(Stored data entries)
******************************
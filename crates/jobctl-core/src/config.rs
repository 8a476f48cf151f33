//! Typed, coerced key/value tunables (§3.3, §4.6).
//!
//! Values live in the Store's `config` table; this module only owns the
//! typed schema and an in-memory cache that Workers refresh once per poll
//! iteration. There is no push invalidation — a `set` takes effect for other
//! processes on their next poll, by design (§4.6).

use crate::error::{Result, StoreError};
use std::collections::HashMap;

/// A config value after type coercion. Only `int` and `float` are needed by
/// the tunables in §3.3.
#[derive(Debug, Clone, Copy, PartialEq)]
pub enum ConfigValue {
    Int(i64),
    Float(f64),
}

impl ConfigValue {
    pub fn as_int(&self) -> Option<i64> {
        match self {
            ConfigValue::Int(v) => Some(*v),
            ConfigValue::Float(v) => Some(*v as i64),
        }
    }

    pub fn as_float(&self) -> f64 {
        match self {
            ConfigValue::Int(v) => *v as f64,
            ConfigValue::Float(v) => *v,
        }
    }

    pub fn to_db_string(&self) -> String {
        match self {
            ConfigValue::Int(v) => v.to_string(),
            ConfigValue::Float(v) => v.to_string(),
        }
    }
}

/// Type tag a config key is coerced to.
#[derive(Debug, Clone, Copy, PartialEq)]
pub enum ConfigType {
    Int,
    Float,
}

/// The six tunables named in §3.3, with their type and default.
#[derive(Debug, Clone, Copy, PartialEq, Eq)]
pub enum ConfigKey {
    MaxRetries,
    BackoffBase,
    PollIntervalMs,
    LockTimeoutS,
    JobTimeoutS,
    MaxBackoffS,
}

impl ConfigKey {
    pub const ALL: [ConfigKey; 6] = [
        ConfigKey::MaxRetries,
        ConfigKey::BackoffBase,
        ConfigKey::PollIntervalMs,
        ConfigKey::LockTimeoutS,
        ConfigKey::JobTimeoutS,
        ConfigKey::MaxBackoffS,
    ];

    pub fn as_str(&self) -> &'static str {
        match self {
            ConfigKey::MaxRetries => "max_retries",
            ConfigKey::BackoffBase => "backoff_base",
            ConfigKey::PollIntervalMs => "poll_interval_ms",
            ConfigKey::LockTimeoutS => "lock_timeout_s",
            ConfigKey::JobTimeoutS => "job_timeout_s",
            ConfigKey::MaxBackoffS => "max_backoff_s",
        }
    }

    pub fn parse(key: &str) -> Option<ConfigKey> {
        ConfigKey::ALL.into_iter().find(|k| k.as_str() == key)
    }

    pub fn value_type(&self) -> ConfigType {
        match self {
            ConfigKey::BackoffBase => ConfigType::Float,
            _ => ConfigType::Int,
        }
    }

    pub fn default_value(&self) -> ConfigValue {
        match self {
            ConfigKey::MaxRetries => ConfigValue::Int(3),
            ConfigKey::BackoffBase => ConfigValue::Float(2.0),
            ConfigKey::PollIntervalMs => ConfigValue::Int(500),
            ConfigKey::LockTimeoutS => ConfigValue::Int(300),
            ConfigKey::JobTimeoutS => ConfigValue::Int(0),
            ConfigKey::MaxBackoffS => ConfigValue::Int(3600),
        }
    }

    /// Coerce a raw string (as supplied by `config set` or a config file)
    /// into this key's declared type, rejecting out-of-range values per the
    /// constraints in §3.3 (`max_retries >= 0`, `backoff_base > 1`, etc).
    pub fn coerce(&self, raw: &str) -> Result<ConfigValue> {
        let invalid = |reason: &str| StoreError::InvalidConfigValue {
            key: self.as_str().to_string(),
            value: raw.to_string(),
            reason: reason.to_string(),
        };

        match self.value_type() {
            ConfigType::Int => {
                let v: i64 = raw.parse().map_err(|_| invalid("not an integer"))?;
                match self {
                    ConfigKey::MaxRetries if v < 0 => Err(invalid("must be >= 0")),
                    ConfigKey::PollIntervalMs if v <= 0 => Err(invalid("must be > 0")),
                    ConfigKey::LockTimeoutS if v <= 0 => Err(invalid("must be > 0")),
                    ConfigKey::JobTimeoutS if v < 0 => Err(invalid("must be >= 0")),
                    ConfigKey::MaxBackoffS if v <= 0 => Err(invalid("must be > 0")),
                    _ => Ok(ConfigValue::Int(v)),
                }
            }
            ConfigType::Float => {
                let v: f64 = raw.parse().map_err(|_| invalid("not a number"))?;
                if v <= 1.0 {
                    Err(invalid("must be > 1"))
                } else {
                    Ok(ConfigValue::Float(v))
                }
            }
        }
    }
}

/// In-memory view over the persisted config table, polled (not pushed).
#[derive(Debug, Clone, Default)]
pub struct ConfigCache {
    values: HashMap<String, ConfigValue>,
}

impl ConfigCache {
    pub fn new() -> Self {
        Self::default()
    }

    /// Replace the cache wholesale from a freshly-read snapshot.
    pub fn load(entries: Vec<(String, ConfigValue)>) -> Self {
        Self {
            values: entries.into_iter().collect(),
        }
    }

    pub fn get(&self, key: ConfigKey) -> ConfigValue {
        self.values
            .get(key.as_str())
            .copied()
            .unwrap_or_else(|| key.default_value())
    }

    pub fn get_int(&self, key: ConfigKey) -> i64 {
        self.get(key).as_int().unwrap_or(0)
    }

    pub fn get_float(&self, key: ConfigKey) -> f64 {
        self.get(key).as_float()
    }
}

#[cfg(test)]
mod tests {
    use super::*;

    #[test]
    fn missing_key_falls_back_to_default() {
        let cache = ConfigCache::new();
        assert_eq!(cache.get_int(ConfigKey::MaxRetries), 3);
        assert_eq!(cache.get_float(ConfigKey::BackoffBase), 2.0);
    }

    #[test]
    fn coerce_rejects_out_of_range() {
        assert!(ConfigKey::MaxRetries.coerce("-1").is_err());
        assert!(ConfigKey::BackoffBase.coerce("1.0").is_err());
        assert!(ConfigKey::PollIntervalMs.coerce("0").is_err());
        assert!(ConfigKey::BackoffBase.coerce("2.5").is_ok());
    }

    #[test]
    fn parse_rejects_unknown_key() {
        assert!(ConfigKey::parse("not_a_real_key").is_none());
    }
}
******************************
WORK TO BE COMPLETED: For each entry above, write out an exact copy.

EXPECTED OUTPUT:
filename crates/jobctl-core/src/config.rs
repository 8a476f48cf151f33
//! Typed, coerced key/value tunables (§3.3, §4.6).
//!
//! Values live in the Store's `config` table; this module only owns the
//! typed schema and an in-memory cache that Workers refresh once per poll
//! iteration. There is no push invalidation — a `set` takes effect for other
//! processes on their next poll, by design (§4.6).

use crate::error::{Result, StoreError};
use std::collections::HashMap;

/// A config value after type coercion. Only `int` and `float` are needed by
/// the tunables in §3.3.
#[derive(Debug, Clone, Copy, PartialEq)]
pub enum ConfigValue {
    Int(i64),
    Float(f64),
}

impl ConfigValue {
    pub fn as_int(&self) -> Option<i64> {
        match self {
            ConfigValue::Int(v) => Some(*v),
            ConfigValue::Float(v) => Some(*v as i64),
        }
    }

    pub fn as_float(&self) -> f64 {
        match self {
            ConfigValue::Int(v) => *v as f64,
            ConfigValue::Float(v) => *v,
        }
    }

    pub fn to_db_string(&self) -> String {
        match self {
            ConfigValue::Int(v) => v.to_string(),
            ConfigValue::Float(v) => v.to_string(),
        }
    }
}

/// Type tag a config key is coerced to.
#[derive(Debug, Clone, Copy, PartialEq)]
pub enum ConfigType {
    Int,
    Float,
}

/// The six tunables named in §3.3, with their type and default.
#[derive(Debug, Clone, Copy, PartialEq, Eq)]
pub enum ConfigKey {
    MaxRetries,
    BackoffBase,
    PollIntervalMs,
    LockTimeoutS,
    JobTimeoutS,
    MaxBackoffS,
}

impl ConfigKey {
    pub const ALL: [ConfigKey; 6] = [
        ConfigKey::MaxRetries,
        ConfigKey::BackoffBase,
        ConfigKey::PollIntervalMs,
        ConfigKey::LockTimeoutS,
        ConfigKey::JobTimeoutS,
        ConfigKey::MaxBackoffS,
    ];

    pub fn as_str(&self) -> &'static str {
        match self {
            ConfigKey::MaxRetries => "max_retries",
            ConfigKey::BackoffBase => "backoff_base",
            ConfigKey::PollIntervalMs => "poll_interval_ms",
            ConfigKey::LockTimeoutS => "lock_timeout_s",
            ConfigKey::JobTimeoutS => "job_timeout_s",
            ConfigKey::MaxBackoffS => "max_backoff_s",
        }
    }

    pub fn parse(key: &str) -> Option<ConfigKey> {
        ConfigKey::ALL.into_iter().find(|k| k.as_str() == key)
    }

    pub fn value_type(&self) -> ConfigType {
        match self {
            ConfigKey::BackoffBase => ConfigType::Float,
            _ => ConfigType::Int,
        }
    }

    pub fn default_value(&self) -> ConfigValue {
        match self {
            ConfigKey::MaxRetries => ConfigValue::Int(3),
            ConfigKey::BackoffBase => ConfigValue::Float(2.0),
            ConfigKey::PollIntervalMs => ConfigValue::Int(500),
            ConfigKey::LockTimeoutS => ConfigValue::Int(300),
            ConfigKey::JobTimeoutS => ConfigValue::Int(0),
            ConfigKey::MaxBackoffS => ConfigValue::Int(3600),
        }
    }

    /// Coerce a raw string (as supplied by `config set` or a config file)
    /// into this key's declared type, rejecting out-of-range values per the
    /// constraints in §3.3 (`max_retries >= 0`, `backoff_base > 1`, etc).
    pub fn coerce(&self, raw: &str) -> Result<ConfigValue> {
        let invalid = |reason: &str| StoreError::InvalidConfigValue {
            key: self.as_str().to_string(),
            value: raw.to_string(),
            reason: reason.to_string(),
        };

        match self.value_type() {
            ConfigType::Int => {
                let v: i64 = raw.parse().map_err(|_| invalid("not an integer"))?;
                match self {
                    ConfigKey::MaxRetries if v < 0 => Err(invalid("must be >= 0")),
                    ConfigKey::PollIntervalMs if v <= 0 => Err(invalid("must be > 0")),
                    ConfigKey::LockTimeoutS if v <= 0 => Err(invalid("must be > 0")),
                    ConfigKey::JobTimeoutS if v < 0 => Err(invalid("must be >= 0")),
                    ConfigKey::MaxBackoffS if v <= 0 => Err(invalid("must be > 0")),
                    _ => Ok(ConfigValue::Int(v)),
                }
            }
            ConfigType::Float => {
                let v: f64 = raw.parse().map_err(|_| invalid("not a number"))?;
                if v <= 1.0 {
                    Err(invalid("must be > 1"))
                } else {
                    Ok(ConfigValue::Float(v))
                }
            }
        }
    }
}

/// In-memory view over the persisted config table, polled (not pushed).
#[derive(Debug, Clone, Default)]
pub struct ConfigCache {
    values: HashMap<String, ConfigValue>,
}

impl ConfigCache {
    pub fn new() -> Self {
        Self::default()
    }

    /// Replace the cache wholesale from a freshly-read snapshot.
    pub fn load(entries: Vec<(String, ConfigValue)>) -> Self {
        Self {
            values: entries.into_iter().collect(),
        }
    }

    pub fn get(&self, key: ConfigKey) -> ConfigValue {
        self.values
            .get(key.as_str())
            .copied()
            .unwrap_or_else(|| key.default_value())
    }

    pub fn get_int(&self, key: ConfigKey) -> i64 {
        self.get(key).as_int().unwrap_or(0)
    }

    pub fn get_float(&self, key: ConfigKey) -> f64 {
        self.get(key).as_float()
    }
}

#[cfg(test)]
mod tests {
    use super::*;

    #[test]
    fn missing_key_falls_back_to_default() {
        let cache = ConfigCache::new();
        assert_eq!(cache.get_int(ConfigKey::MaxRetries), 3);
        assert_eq!(cache.get_float(ConfigKey::BackoffBase), 2.0);
    }

    #[test]
    fn coerce_rejects_out_of_range() {
        assert!(ConfigKey::MaxRetries.coerce("-1").is_err());
        assert!(ConfigKey::BackoffBase.coerce("1.0").is_err());
        assert!(ConfigKey::PollIntervalMs.coerce("0").is_err());
        assert!(ConfigKey::BackoffBase.coerce("2.5").is_ok());
    }

    #[test]
    fn parse_rejects_unknown_key() {
        assert!(ConfigKey::parse("not_a_real_key").is_none());
    }
}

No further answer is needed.